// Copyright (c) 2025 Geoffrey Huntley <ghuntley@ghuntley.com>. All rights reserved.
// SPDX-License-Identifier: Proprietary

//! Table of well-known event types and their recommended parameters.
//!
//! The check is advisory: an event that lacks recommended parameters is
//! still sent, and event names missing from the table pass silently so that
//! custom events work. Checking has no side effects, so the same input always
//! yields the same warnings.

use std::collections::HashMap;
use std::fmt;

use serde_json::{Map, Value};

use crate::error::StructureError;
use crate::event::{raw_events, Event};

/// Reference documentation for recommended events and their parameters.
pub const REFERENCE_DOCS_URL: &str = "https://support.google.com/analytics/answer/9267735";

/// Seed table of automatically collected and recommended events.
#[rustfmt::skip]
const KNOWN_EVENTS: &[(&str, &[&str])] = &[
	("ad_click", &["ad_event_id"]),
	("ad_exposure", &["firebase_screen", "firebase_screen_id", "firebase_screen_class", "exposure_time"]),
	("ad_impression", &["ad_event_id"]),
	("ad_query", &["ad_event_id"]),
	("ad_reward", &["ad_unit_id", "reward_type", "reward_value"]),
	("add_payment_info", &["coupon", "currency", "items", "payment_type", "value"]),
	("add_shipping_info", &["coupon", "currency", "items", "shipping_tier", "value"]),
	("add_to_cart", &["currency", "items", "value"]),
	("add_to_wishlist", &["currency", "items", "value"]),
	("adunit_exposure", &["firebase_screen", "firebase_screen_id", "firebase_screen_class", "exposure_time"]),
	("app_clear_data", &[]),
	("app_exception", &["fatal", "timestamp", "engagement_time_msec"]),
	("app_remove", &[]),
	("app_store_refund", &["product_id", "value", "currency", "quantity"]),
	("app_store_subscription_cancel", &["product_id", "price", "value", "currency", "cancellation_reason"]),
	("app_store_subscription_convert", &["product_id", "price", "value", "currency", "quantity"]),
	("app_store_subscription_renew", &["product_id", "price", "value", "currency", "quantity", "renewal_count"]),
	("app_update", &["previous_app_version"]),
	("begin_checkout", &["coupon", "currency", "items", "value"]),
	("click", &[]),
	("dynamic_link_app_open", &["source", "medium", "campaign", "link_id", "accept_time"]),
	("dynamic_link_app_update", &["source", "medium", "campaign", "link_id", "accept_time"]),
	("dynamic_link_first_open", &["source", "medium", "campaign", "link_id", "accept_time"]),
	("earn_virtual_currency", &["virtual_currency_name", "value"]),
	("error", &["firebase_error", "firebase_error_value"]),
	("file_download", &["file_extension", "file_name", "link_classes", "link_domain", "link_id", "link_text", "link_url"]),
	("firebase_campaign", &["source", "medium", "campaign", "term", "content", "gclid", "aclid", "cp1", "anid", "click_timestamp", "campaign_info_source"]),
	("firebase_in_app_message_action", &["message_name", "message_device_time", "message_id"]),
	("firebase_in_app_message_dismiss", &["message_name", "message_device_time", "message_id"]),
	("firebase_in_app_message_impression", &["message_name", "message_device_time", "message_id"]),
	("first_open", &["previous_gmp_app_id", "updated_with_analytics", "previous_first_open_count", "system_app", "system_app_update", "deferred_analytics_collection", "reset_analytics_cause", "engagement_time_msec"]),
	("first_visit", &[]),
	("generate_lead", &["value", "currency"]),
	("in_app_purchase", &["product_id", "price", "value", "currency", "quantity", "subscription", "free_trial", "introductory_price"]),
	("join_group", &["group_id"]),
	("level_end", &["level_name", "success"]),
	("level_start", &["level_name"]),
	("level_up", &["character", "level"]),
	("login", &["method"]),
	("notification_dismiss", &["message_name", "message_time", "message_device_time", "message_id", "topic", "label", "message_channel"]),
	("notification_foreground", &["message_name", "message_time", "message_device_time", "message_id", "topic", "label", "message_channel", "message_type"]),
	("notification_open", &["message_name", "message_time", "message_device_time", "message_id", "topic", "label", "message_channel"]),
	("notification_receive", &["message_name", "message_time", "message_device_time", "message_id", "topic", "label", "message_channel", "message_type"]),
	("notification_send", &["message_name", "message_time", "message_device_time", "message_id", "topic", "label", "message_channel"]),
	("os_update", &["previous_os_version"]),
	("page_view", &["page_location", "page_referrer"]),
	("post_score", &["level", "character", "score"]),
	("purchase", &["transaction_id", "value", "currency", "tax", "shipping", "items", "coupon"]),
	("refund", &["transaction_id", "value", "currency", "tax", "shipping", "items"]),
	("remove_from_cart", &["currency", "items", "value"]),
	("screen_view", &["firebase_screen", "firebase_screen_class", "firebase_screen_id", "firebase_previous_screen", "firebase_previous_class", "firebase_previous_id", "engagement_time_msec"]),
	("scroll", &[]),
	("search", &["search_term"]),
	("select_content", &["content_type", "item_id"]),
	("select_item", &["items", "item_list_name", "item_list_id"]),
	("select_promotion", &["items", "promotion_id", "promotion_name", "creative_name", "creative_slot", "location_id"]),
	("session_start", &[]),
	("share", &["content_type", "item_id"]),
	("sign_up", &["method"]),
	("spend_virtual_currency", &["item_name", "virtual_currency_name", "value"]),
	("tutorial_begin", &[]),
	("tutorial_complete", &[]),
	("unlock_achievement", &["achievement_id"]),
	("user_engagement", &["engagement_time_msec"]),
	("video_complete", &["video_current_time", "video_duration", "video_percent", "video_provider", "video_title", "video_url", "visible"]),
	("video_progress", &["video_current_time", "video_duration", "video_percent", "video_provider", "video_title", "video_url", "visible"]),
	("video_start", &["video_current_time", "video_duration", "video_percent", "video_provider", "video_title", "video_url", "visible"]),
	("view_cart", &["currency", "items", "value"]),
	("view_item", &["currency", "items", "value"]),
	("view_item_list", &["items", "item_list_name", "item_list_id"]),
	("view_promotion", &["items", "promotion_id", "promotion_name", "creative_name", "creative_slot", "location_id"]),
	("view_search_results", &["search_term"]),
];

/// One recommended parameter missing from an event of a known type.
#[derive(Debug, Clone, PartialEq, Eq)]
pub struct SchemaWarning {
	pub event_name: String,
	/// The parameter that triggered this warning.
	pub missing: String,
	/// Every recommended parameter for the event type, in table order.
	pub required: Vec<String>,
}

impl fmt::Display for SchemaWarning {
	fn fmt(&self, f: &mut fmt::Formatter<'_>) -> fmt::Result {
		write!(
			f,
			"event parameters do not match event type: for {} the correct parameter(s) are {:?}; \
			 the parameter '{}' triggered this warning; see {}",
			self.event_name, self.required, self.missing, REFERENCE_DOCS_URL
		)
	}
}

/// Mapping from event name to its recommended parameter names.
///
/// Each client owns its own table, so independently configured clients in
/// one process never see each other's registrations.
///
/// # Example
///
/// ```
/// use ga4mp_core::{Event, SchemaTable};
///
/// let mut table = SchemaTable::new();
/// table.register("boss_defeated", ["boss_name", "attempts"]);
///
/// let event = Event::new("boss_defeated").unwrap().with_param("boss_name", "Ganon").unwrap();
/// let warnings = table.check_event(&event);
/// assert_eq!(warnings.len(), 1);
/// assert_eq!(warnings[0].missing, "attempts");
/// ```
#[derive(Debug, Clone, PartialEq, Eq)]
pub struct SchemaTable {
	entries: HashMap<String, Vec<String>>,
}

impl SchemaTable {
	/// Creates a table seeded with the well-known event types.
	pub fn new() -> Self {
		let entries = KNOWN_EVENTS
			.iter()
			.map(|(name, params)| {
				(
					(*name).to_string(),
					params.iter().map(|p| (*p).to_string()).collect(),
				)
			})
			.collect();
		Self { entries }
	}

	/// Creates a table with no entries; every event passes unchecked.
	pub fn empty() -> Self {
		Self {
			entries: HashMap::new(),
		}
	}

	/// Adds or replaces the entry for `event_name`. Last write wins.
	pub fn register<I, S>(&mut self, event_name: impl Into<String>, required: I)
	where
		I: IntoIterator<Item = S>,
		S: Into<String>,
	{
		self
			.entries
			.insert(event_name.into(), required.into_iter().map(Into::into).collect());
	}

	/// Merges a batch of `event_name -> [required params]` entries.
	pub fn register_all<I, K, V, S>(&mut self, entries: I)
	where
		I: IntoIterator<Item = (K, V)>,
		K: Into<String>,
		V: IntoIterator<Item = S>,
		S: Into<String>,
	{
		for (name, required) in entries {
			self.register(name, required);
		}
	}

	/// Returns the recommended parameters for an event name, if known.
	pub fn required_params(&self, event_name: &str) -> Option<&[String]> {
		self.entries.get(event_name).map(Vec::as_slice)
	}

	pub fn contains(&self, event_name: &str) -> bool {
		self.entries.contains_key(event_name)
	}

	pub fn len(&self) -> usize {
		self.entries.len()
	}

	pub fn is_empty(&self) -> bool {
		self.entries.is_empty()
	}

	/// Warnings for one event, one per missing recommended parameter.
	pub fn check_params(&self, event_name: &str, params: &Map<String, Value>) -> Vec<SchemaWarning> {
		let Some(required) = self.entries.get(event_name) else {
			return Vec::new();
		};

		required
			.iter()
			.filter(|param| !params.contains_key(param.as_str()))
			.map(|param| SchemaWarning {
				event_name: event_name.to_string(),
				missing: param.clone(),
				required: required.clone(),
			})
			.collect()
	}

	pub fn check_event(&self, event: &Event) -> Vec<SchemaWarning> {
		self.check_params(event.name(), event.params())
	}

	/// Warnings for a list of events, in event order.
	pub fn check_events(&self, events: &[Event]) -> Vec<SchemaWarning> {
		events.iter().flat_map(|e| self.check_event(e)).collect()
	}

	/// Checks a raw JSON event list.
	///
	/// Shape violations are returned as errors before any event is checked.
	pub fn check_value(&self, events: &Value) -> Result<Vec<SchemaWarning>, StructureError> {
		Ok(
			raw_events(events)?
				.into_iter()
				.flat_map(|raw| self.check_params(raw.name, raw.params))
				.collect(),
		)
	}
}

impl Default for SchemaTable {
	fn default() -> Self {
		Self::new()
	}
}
***
Work task: Repeat only the stretch of lines that opens with the line containing "raw_events(events)?" and closes with the final line of the entries, both included, exactly as written.

Output below:
			raw_events(events)?
				.into_iter()
				.flat_map(|raw| self.check_params(raw.name, raw.params))
				.collect(),
		)
	}
}

impl Default for SchemaTable {
	fn default() -> Self {
		Self::new()
	}
}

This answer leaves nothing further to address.